Fortunately, the problem was easy to recreate and we had a large enough account in our development database to see the problem from the debugger. 870 surveys on an acocunt and the page took 2m05 to load and made, wait for it, 7,600 database queries. Yes indeedy!

The initial one that actually fetches all of the feature information was quite slow (around 10 seconds) but that was subsequently cached so a relatively small hit to take in the scheme of things. No query was super slow other than that, it was sheer volume. Now you might think that database connections are fast, and they should be, but how fast is fast? 5ms? At 7,600 queries x 5ms, you are still looking at 38 seconds and clearly some of these were taking a little more than 5ms. YOu simply cannot run that high number of queries and get good response. If those queries were unavoidable, you should have an architecture that queues the work in the background and allows you to access the results later.

Caching can be a code smell since caching can solve a performance problem but at a cost of RAM and a risk of stale data. Neither was too significant in this case but it was a bit strange to see only one slow query result being cached and the rest of the slow stuff being executed each time. Even if the whole thing was cached though, the initial hit would still be far too slow and would betray a poor design choice.

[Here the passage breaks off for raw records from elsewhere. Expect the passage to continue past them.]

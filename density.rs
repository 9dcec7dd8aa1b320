//! density - Surface area to particle count

use crate::config::Config;

pub const REFERENCE_WIDTH: f64 = 1920.0;
pub const REFERENCE_HEIGHT: f64 = 1080.0;
pub const REFERENCE_AREA: f64 = REFERENCE_WIDTH * REFERENCE_HEIGHT;

/// Particle count for a `width` x `height` surface rendered at `scale`.
///
/// `config.amount` particles fill the reference area at scale 1. The count
/// grows with area, shrinks with scale and never exceeds
/// `config.max_particles`. Empty or invalid geometry yields zero.
pub fn target_count(width: f32, height: f32, config: &Config, scale: f32) -> usize {
    if !(width > 0.0 && height > 0.0) || !(scale > 0.0) {
        return 0;
    }

    // COMPAT: amount * area / (reference * scale) is the same quantity as
    // (amount / reference) * area / scale, but exact for whole multiples of
    // the reference area.
    let area = width as f64 * height as f64;
    let estimated = libm::floor(config.amount as f64 * area / (REFERENCE_AREA * scale as f64));

    if !(estimated > 0.0) {
        0
    } else if estimated >= config.max_particles as f64 {
        config.max_particles
    } else {
        estimated as usize
    }
}

/// Scale applied between logical units and the physical buffer.
///
/// The platform value is floored at 1, an override can only pull it down,
/// and the configured cap bounds the result.
pub fn effective_scale(platform_scale: f32, scale_override: Option<f32>, cap: f32) -> f32 {
    let base = platform_scale.max(1.0);
    let throttled = match scale_override {
        Some(value) => base.min(value),
        None => base,
    };
    cap.min(throttled)
}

I had a very low bar to start with so improving it would hopefully be quite easy. On the way, I get to interpret the mindset of the original author, who no longers works for us (not because of this mind you!).

My approach

When you have such an obvious cause, it is usually easy to make an initial approach. Look for something that looks repatative or unecessary and either remove it or optimise it in some way. Fortunately, the SQL Profiler made it really easy to see the worst two offenders for repetitive queries.

1) For every single survey and feature combination (1000s of them) a query is made to the database to fetch the most recent response on that survey for display purposes. If you have 40 features used on a survey that is 40 requests for the same information, all in the form of a DB query. Now this query requires a “TOP 1” and an “ORDER BY” so it is not a trivial query.

2) For every single survey and feature combination, the code would make a call to the database to basically ask, “what is the lowest plan that supports this feature”. In other words, if you had NPS questions on 100 surveys, 100 identical queries would be made to return the same information.

It turns out that with 870 surveys in this example, roughly 7000 database queries are made just for these 2 culprits. If we can reduce these, we can definitely speed up the page load.

Problem 1 - Get latest response

There is one simple solution for this, which escaped the original author and that is that we load the most recent response date for all surveys we are processing in one query! This does 2 things: firstly, we avoid repeating a query for the same survey maybe 10 or 20 times but also, even if we weren’t repeating the query, we would also reduce the round-trip overhead of, say, 3500 queries to the overhead for 1 query - the actual query would all also take less time due to the lack of repetition.

Another super useful part of using the SQL Profiler is that you can see the exact query that is being made for the original code, even if that query is generated by Entity Framework. In this case, the query was correct, a single column queried after ordering the responsedates newest first and then taking the top 1. We therefore have to ask the question of how we can effectively merge all of these into a single query, which is not always obvious (Chat GPT can be quite good at answer natural questions if we don’t know the right words to choose) but fortunately, I have used ROW_NUMBER() before as a way to use a Common Table Expression to create the ordering and then a select statement to only take row number 1. The query was something like this:

WITH cte AS (
	select
		surveyid,
		endedsurvey,
		row_number() over(partition by surveyid order by endedsurvey desc) as rn
		from responses
        where surveyid IN @surveyids
)
select
	surveyid,
	endedsurvey
	from cte
where rn = 1

ROW_NUMBER() is clever. The “partition by” is asking, “what do you want me to split into separate groups?” and the order by is, obviously enough, the order that those groups will be in. surveyid is our partition so each row with the same survey id will be numbered separately and from newest ended date to earliest. We then get a number out, 1 for the first row, 2 for the second etc.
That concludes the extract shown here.